Todos fueron el motor de la etapa conocida como la Gilded Age o la “edad enchapada en oro”, período que va desde 1870 hasta 1900, momento de crecimiento económico, industrial y demográfico casi sin precedentes en la historia de Estados Undios, así como de conflicto social y grandes desigualdades económicas, como apuntaron Mark Twain y Charles Dudley Warner, quienes escribieron La edad chapada en oro: una historia de hoy, una popular novela de 1873 que satirizaba las agudas controversias sociales latentes bajo la delgada capa dorada de la cima política social.
La efervescencia social y el populismo le seguirían, todo en un contexto de ingente migración desde el centro y sur de Europa. Para responder a estas tendencias, McKinley se apoyó en intereses corporativos durante su elección en 1896, implementado una agresiva política arancelaria y una baja categórica de impuestos internos. Como resultado, el Partido Republicano fue inundado por una retórica antimigrante.
Así como McKinley intentó alcanzar la supremacía estadounidense en los mercados mundiales, Trump desea recuperar dicho lugar sobre la base de mercados cautivos.

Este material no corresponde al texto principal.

//! Poll worker — one background task per scrape target.
//!
//! ```text
//!        ┌───────────── tick ─────────────┐
//!        ▼                                │
//!      Idle ──► Fetching ──► Aggregating ──► Forwarding
//!        │          │ (error)                  │
//!        │          └──────────► Idle ◄────────┘
//!        └── shutdown / retire ──► Cancelled
//! ```
//!
//! Cancellation is only observed in `Idle`; an in-flight fetch runs to
//! completion or timeout first.

use std::time::Duration;

use scrapeflow_core::{ScrapeResult, ScrapeTarget, TargetId, epoch_millis};
use scrapeflow_exposition::{aggregate, parse};
use scrapeflow_forward::{SubmitOutcome, Submitter};
use tokio::sync::{oneshot, watch};
use tokio::task::JoinHandle;
use tracing::{debug, error, info, warn};

use crate::error::WorkerError;
use crate::fetch::HttpFetcher;

/// Consecutive fetch failures after which a target is reported degraded.
pub const DEGRADED_THRESHOLD: u32 = 3;

#[derive(Debug, Clone, Copy, PartialEq, Eq)]
pub enum WorkerState {
    Idle,
    Fetching,
    Aggregating,
    Forwarding,
    /// Terminal.
    Cancelled,
}

/// Poll cadence shared by the targets of one category.
#[derive(Debug, Clone, Copy, PartialEq, Eq)]
pub struct Schedule {
    pub interval: Duration,
    /// Upper bound for the interval while fetches keep failing.
    pub max_backoff: Duration,
}

impl Schedule {
    /// Create a schedule; `max_backoff` is raised to at least `interval`.
    pub fn new(interval: Duration, max_backoff: Duration) -> Self {
        Self {
            interval,
            max_backoff: max_backoff.max(interval),
        }
    }
}

// ── Backoff ────────────────────────────────────────────────────────

/// Tracks consecutive fetch failures of one target.
///
/// Every failure doubles the wait before the next tick, capped at
/// `max_backoff`. A success resets it to the base interval.
#[derive(Debug)]
pub struct Backoff {
    base: Duration,
    current: Duration,
    max: Duration,
    consecutive_failures: u32,
}

impl Backoff {
    /// Start at the schedule's base interval with no failures.
    pub fn new(schedule: Schedule) -> Self {
        Self {
            base: schedule.interval,
            current: schedule.interval,
            max: schedule.max_backoff.max(schedule.interval),
            consecutive_failures: 0,
        }
    }

    /// Record a failed fetch; returns the consecutive failure count.
    pub fn record_failure(&mut self) -> u32 {
        self.consecutive_failures += 1;
        self.current = self.current.saturating_mul(2).min(self.max);
        self.consecutive_failures
    }

    /// Record a successful fetch; returns the failure streak it ended.
    pub fn record_success(&mut self) -> u32 {
        let streak = self.consecutive_failures;
        self.consecutive_failures = 0;
        self.current = self.base;
        streak
    }

    /// Failures since the last success.
    pub fn consecutive_failures(&self) -> u32 {
        self.consecutive_failures
    }

    /// Wait before the next tick.
    pub fn next_interval(&self) -> Duration {
        self.current
    }
}

// ── Handle ─────────────────────────────────────────────────────────

/// Owner's side of a running worker.
#[derive(Debug)]
pub struct WorkerHandle {
    target: ScrapeTarget,
    state: watch::Receiver<WorkerState>,
    retire: watch::Sender<bool>,
    done: oneshot::Receiver<()>,
    task: JoinHandle<()>,
}

impl WorkerHandle {
    /// The target this worker polls.
    pub fn target(&self) -> &ScrapeTarget {
        &self.target
    }

    /// Id of the polled target.
    pub fn target_id(&self) -> &str {
        &self.target.id
    }

    /// Current state of the poll loop.
    pub fn state(&self) -> WorkerState {
        *self.state.borrow()
    }

    /// Subscribe to state transitions.
    pub fn state_watch(&self) -> watch::Receiver<WorkerState> {
        self.state.clone()
    }

    /// Whether the worker loop has exited.
    pub fn is_finished(&self) -> bool {
        self.task.is_finished()
    }

    /// Ask this worker alone to stop at its next `Idle`.
    pub fn retire(&self) {
        self.retire.send_replace(true);
    }

    /// Wait for the done-signal.
    pub async fn wait(self) {
        // The guard always sends before dropping the sender; an error here
        // still means the loop is gone.
        let _ = self.done.await;
    }
}

// ── Worker ─────────────────────────────────────────────────────────

/// Fires the done-signal exactly once, however the loop exits.
struct DoneGuard {
    target_id: TargetId,
    state: watch::Sender<WorkerState>,
    done: Option<oneshot::Sender<()>>,
}

impl Drop for DoneGuard {
    fn drop(&mut self) {
        if std::thread::panicking() {
            error!(target_id = %self.target_id, "poll worker panicked");
        }
        self.state.send_replace(WorkerState::Cancelled);
        if let Some(done) = self.done.take() {
            let _ = done.send(());
        }
    }
}

/// Spawn the poll loop for `target`. Requires a tokio runtime.
pub fn spawn_worker(
    target: ScrapeTarget,
    schedule: Schedule,
    fetcher: HttpFetcher,
    submitter: Submitter,
    shutdown: watch::Receiver<bool>,
) -> Result<WorkerHandle, WorkerError> {
    if schedule.interval.is_zero() {
        return Err(WorkerError::ZeroInterval {
            target_id: target.id.clone(),
        });
    }

    let (state_tx, state_rx) = watch::channel(WorkerState::Idle);
    let (retire_tx, retire_rx) = watch::channel(false);
    let (done_tx, done_rx) = oneshot::channel();

    let guard = DoneGuard {
        target_id: target.id.clone(),
        state: state_tx,
        done: Some(done_tx),
    };

    let worker = Worker {
        target: target.clone(),
        backoff: Backoff::new(schedule),
        sequence: 0,
        fetcher,
        submitter,
    };
    let task = tokio::spawn(worker.run(guard, shutdown, retire_rx));

    Ok(WorkerHandle {
        target,
        state: state_rx,
        retire: retire_tx,
        done: done_rx,
        task,
    })
}

struct Worker {
    target: ScrapeTarget,
    backoff: Backoff,
    sequence: u64,
    fetcher: HttpFetcher,
    submitter: Submitter,
}

impl Worker {
    async fn run(
        mut self,
        guard: DoneGuard,
        mut shutdown: watch::Receiver<bool>,
        mut retire: watch::Receiver<bool>,
    ) {
        let target_id = self.target.id.clone();
        debug!(%target_id, interval = ?self.backoff.next_interval(), "poll worker starting");

        loop {
            guard.state.send_replace(WorkerState::Idle);
            let wait = self.backoff.next_interval();

            tokio::select! {
                biased;
                _ = shutdown_requested(&mut shutdown) => {
                    debug!(%target_id, "poll worker shutting down");
                    break;
                }
                _ = retire_requested(&mut retire) => {
                    info!(%target_id, "poll worker retired");
                    break;
                }
                _ = tokio::time::sleep(wait) => {}
            }

            self.tick(&guard.state).await;
        }

        // Release the submitter before signalling done.
        drop(self);
        drop(guard);
    }

    async fn tick(&mut self, state: &watch::Sender<WorkerState>) {
        let target_id = &self.target.id;

        state.send_replace(WorkerState::Fetching);
        let body = match self.fetcher.fetch(&self.target).await {
            Ok(body) => {
                let streak = self.backoff.record_success();
                if streak >= DEGRADED_THRESHOLD {
                    info!(%target_id, failures = streak, "target recovered");
                }
                body
            }
            Err(e) => {
                let failures = self.backoff.record_failure();
                if failures == DEGRADED_THRESHOLD {
                    warn!(
                        %target_id,
                        failures,
                        next_in = ?self.backoff.next_interval(),
                        error = %e,
                        "target degraded, fetches keep failing"
                    );
                } else {
                    warn!(%target_id, operation = "fetch", failures, error = %e, "fetch failed");
                }
                return;
            }
        };

        state.send_replace(WorkerState::Aggregating);
        let collected_at_ms = epoch_millis();
        let aggregation = aggregate(&parse(&body), collected_at_ms);
        for skipped in &aggregation.skipped {
            warn!(
                %target_id,
                operation = "aggregate",
                family = %skipped.name,
                error = %skipped.error,
                "malformed family skipped"
            );
        }

        self.sequence += 1;
        let result = ScrapeResult {
            target_id: target_id.clone(),
            category: self.target.category.clone(),
            address: self.target.address.clone(),
            collected_at_ms,
            sequence: self.sequence,
            families: aggregation.families,
        };
        debug!(
            %target_id,
            sequence = result.sequence,
            families = result.families.len(),
            samples = result.sample_count(),
            "scrape result ready"
        );

        state.send_replace(WorkerState::Forwarding);
        if self.submitter.submit(result).await == SubmitOutcome::Dropped {
            debug!(%target_id, sequence = self.sequence, "scrape result not forwarded");
        }
    }
}

/// Resolves once shutdown is requested or the supervisor is gone.
async fn shutdown_requested(rx: &mut watch::Receiver<bool>) {
    let _ = rx.wait_for(|stop| *stop).await;
}

/// Resolves once the worker is retired. A dropped handle detaches.
async fn retire_requested(rx: &mut watch::Receiver<bool>) {
    if rx.wait_for(|stop| *stop).await.is_err() {
        std::future::pending::<()>().await;
    }
}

En ambos casos, la clave parece ser China, favoreciendo una política de puertas abiertas el primero (mismas condiciones comerciales de las grandes potencias) y otra de competencia cerrada en el segundo caso, lo que exigiría, por ejemplo, detener el crecimiento de las inversiones chinas en América Latina.
En definitiva, Trump dispone de una estrecha alianza con algunas de las fortunas más voluminosas de Silicon Valley, aunque su base política sean el aislacionista y el etnocéntrico movimiento MAGA (Make America Great Again o “Hacer grande América nuevamente”), ambos grupos con objetivos políticos en las antípodas. Lo anterior, sin olvidar la guardia neoconservadora del republicanismo representada por el nuevo Secretario de Estado, el cubano-americano Marcos Rubio.
Este último coincide con su jefe de la oficina oval en hacer de Beijing la principal amenaza y rival número uno de Washington, pero tiene matices respecto de la forma de abordar la relación con Cuba –a pesar de que pocas horas después del juramento de Trump, la isla volverá a la lista de los Estados que patrocinan el terrorismo-, o el desafío de Venezuela o Irán.
Trump puede ser un orador estridente y belicoso, pero al final siempre es un jugador que pugna por obtener concesiones para mejorar su posición negociadora. El cuadro es ciertamente complejo y comenzará a despejarse en los próximos días.